- _Assignment_
Every line containing "input" should be copied out. Go through the entries and find them.

Source data

==============================

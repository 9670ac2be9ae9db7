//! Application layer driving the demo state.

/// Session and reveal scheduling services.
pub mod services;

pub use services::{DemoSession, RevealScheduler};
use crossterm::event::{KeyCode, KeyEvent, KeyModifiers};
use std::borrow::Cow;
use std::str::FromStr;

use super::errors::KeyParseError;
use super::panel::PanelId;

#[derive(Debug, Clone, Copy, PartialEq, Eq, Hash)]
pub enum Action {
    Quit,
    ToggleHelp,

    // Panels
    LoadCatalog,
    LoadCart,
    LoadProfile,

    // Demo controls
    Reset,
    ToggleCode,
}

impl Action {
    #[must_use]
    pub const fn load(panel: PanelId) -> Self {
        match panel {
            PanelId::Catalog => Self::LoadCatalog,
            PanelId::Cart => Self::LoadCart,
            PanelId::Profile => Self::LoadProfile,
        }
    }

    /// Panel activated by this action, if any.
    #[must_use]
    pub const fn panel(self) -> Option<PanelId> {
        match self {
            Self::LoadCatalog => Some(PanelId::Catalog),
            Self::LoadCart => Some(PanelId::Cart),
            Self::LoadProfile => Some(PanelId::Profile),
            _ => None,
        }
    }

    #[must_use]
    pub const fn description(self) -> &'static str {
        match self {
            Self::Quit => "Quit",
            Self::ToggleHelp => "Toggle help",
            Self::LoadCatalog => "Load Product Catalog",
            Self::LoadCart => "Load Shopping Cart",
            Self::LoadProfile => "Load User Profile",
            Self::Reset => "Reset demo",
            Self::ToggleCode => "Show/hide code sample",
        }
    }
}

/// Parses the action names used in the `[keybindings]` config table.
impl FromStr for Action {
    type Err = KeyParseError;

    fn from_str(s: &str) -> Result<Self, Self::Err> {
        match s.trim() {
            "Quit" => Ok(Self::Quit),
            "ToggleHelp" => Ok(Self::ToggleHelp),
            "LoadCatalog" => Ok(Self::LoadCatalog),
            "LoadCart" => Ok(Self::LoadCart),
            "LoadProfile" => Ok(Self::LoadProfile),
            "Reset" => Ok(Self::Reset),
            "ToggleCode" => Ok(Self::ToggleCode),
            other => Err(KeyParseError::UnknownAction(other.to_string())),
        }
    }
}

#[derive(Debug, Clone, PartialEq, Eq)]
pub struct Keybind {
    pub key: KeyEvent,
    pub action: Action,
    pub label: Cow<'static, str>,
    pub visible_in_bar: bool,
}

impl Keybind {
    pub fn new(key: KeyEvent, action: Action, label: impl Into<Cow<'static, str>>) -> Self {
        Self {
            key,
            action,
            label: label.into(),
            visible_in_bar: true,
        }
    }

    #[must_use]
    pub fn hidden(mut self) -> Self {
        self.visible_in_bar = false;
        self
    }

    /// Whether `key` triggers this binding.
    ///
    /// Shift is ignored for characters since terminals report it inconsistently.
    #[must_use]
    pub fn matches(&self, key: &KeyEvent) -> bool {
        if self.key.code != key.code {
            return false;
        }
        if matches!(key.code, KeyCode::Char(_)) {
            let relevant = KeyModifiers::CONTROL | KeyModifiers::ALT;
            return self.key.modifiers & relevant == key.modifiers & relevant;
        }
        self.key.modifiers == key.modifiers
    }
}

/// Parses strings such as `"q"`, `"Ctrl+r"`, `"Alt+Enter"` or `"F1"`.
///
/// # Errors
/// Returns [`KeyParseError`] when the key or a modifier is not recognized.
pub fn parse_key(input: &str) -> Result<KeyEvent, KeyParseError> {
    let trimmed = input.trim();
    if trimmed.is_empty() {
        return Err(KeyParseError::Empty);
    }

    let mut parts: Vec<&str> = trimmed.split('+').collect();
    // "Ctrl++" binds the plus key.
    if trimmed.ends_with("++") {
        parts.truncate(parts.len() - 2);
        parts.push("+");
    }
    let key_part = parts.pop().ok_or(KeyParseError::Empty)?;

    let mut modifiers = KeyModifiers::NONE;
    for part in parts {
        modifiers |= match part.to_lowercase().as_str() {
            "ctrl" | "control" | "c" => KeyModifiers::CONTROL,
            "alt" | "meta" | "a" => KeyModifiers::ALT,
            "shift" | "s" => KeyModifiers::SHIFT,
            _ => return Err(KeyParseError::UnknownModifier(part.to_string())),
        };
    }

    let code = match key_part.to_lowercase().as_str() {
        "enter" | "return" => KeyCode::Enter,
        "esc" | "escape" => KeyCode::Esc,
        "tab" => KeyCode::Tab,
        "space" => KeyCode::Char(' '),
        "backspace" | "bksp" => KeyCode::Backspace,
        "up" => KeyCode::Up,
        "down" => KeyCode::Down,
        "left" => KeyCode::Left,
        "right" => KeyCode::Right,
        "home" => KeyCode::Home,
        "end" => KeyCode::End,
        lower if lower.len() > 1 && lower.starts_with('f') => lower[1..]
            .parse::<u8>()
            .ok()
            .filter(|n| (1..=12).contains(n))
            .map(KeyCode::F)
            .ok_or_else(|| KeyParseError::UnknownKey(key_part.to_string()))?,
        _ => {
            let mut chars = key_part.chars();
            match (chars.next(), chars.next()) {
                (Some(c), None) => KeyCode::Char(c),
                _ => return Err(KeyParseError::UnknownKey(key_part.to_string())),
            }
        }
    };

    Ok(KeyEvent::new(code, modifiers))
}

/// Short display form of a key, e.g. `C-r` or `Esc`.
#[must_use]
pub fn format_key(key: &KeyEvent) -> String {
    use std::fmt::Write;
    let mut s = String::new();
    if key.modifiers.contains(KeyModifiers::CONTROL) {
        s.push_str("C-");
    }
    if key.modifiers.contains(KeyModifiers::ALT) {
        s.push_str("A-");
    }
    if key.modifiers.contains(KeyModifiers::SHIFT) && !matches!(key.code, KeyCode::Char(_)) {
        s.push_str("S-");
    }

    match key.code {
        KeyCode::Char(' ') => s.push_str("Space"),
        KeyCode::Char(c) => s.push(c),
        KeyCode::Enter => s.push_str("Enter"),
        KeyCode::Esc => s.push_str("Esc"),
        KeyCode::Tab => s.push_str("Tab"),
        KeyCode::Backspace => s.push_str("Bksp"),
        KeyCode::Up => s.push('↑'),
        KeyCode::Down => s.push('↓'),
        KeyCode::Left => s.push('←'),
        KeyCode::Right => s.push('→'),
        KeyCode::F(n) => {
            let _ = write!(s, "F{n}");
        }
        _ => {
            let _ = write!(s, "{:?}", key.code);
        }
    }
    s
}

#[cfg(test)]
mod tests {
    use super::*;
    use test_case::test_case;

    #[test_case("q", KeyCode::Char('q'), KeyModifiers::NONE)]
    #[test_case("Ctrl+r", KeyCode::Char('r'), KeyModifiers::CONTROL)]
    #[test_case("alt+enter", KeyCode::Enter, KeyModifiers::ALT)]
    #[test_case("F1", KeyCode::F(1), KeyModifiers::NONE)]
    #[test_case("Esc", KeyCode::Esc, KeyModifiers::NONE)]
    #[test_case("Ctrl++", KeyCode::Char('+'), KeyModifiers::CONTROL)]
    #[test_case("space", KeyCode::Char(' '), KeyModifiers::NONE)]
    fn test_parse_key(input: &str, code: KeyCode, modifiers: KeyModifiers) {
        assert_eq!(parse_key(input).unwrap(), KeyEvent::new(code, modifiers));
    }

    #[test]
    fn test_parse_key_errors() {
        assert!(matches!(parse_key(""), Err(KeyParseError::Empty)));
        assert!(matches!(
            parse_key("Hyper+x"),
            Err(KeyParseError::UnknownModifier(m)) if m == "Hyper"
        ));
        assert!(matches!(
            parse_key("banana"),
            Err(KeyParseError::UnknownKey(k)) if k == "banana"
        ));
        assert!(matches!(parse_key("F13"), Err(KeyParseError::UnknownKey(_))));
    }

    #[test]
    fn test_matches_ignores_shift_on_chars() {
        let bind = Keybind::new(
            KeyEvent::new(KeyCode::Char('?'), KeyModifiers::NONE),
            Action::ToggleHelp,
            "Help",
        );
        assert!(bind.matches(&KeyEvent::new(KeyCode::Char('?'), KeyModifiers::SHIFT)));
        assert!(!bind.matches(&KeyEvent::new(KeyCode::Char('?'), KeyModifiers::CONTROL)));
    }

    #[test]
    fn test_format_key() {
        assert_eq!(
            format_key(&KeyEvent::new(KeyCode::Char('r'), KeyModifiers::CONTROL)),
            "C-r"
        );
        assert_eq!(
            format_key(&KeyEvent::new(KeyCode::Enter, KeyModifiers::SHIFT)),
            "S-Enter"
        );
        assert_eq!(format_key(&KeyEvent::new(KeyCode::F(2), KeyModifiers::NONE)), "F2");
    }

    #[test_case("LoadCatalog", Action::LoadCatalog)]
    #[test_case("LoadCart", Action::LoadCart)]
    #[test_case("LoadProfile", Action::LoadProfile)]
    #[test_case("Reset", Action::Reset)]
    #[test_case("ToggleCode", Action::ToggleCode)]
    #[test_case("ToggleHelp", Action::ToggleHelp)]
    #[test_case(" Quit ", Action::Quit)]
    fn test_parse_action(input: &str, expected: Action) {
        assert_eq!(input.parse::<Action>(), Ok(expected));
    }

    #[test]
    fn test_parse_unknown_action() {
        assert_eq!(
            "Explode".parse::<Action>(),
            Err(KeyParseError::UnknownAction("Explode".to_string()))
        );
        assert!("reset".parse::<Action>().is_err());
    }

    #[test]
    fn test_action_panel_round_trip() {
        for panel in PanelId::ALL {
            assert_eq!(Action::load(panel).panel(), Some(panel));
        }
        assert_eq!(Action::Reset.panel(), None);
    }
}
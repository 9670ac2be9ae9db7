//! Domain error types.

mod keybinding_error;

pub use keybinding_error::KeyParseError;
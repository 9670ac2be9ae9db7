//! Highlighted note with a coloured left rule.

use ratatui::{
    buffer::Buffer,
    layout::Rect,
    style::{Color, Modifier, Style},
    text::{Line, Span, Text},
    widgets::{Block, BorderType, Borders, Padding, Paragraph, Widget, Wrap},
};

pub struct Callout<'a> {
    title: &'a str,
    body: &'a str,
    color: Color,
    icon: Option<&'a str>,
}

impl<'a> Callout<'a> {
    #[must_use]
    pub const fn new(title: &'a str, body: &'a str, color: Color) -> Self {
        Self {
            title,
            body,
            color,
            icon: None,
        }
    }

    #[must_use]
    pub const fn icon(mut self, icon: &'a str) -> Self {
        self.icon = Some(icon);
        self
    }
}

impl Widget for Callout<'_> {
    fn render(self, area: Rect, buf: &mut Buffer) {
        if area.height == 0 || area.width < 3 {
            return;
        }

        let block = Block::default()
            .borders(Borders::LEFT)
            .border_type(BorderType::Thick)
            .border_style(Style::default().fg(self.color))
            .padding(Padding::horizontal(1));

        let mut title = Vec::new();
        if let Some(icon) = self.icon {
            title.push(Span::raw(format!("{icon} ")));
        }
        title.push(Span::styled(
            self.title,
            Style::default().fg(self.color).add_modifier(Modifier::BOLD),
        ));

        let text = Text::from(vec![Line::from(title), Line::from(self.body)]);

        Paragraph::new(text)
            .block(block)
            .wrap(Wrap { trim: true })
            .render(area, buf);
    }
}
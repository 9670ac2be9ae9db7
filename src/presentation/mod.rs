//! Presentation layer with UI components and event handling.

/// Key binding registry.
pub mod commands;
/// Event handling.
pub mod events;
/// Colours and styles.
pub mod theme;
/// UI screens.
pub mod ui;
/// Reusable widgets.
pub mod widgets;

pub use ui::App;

==============================

- _Solution for this exercise_
pub fn parse_key(input: &str) -> Result<KeyEvent, KeyParseError> {
    let trimmed = input.trim();
    fn test_parse_key(input: &str, code: KeyCode, modifiers: KeyModifiers) {
        assert_eq!(parse_key(input).unwrap(), KeyEvent::new(code, modifiers));
    fn test_parse_action(input: &str, expected: Action) {
        assert_eq!(input.parse::<Action>(), Ok(expected));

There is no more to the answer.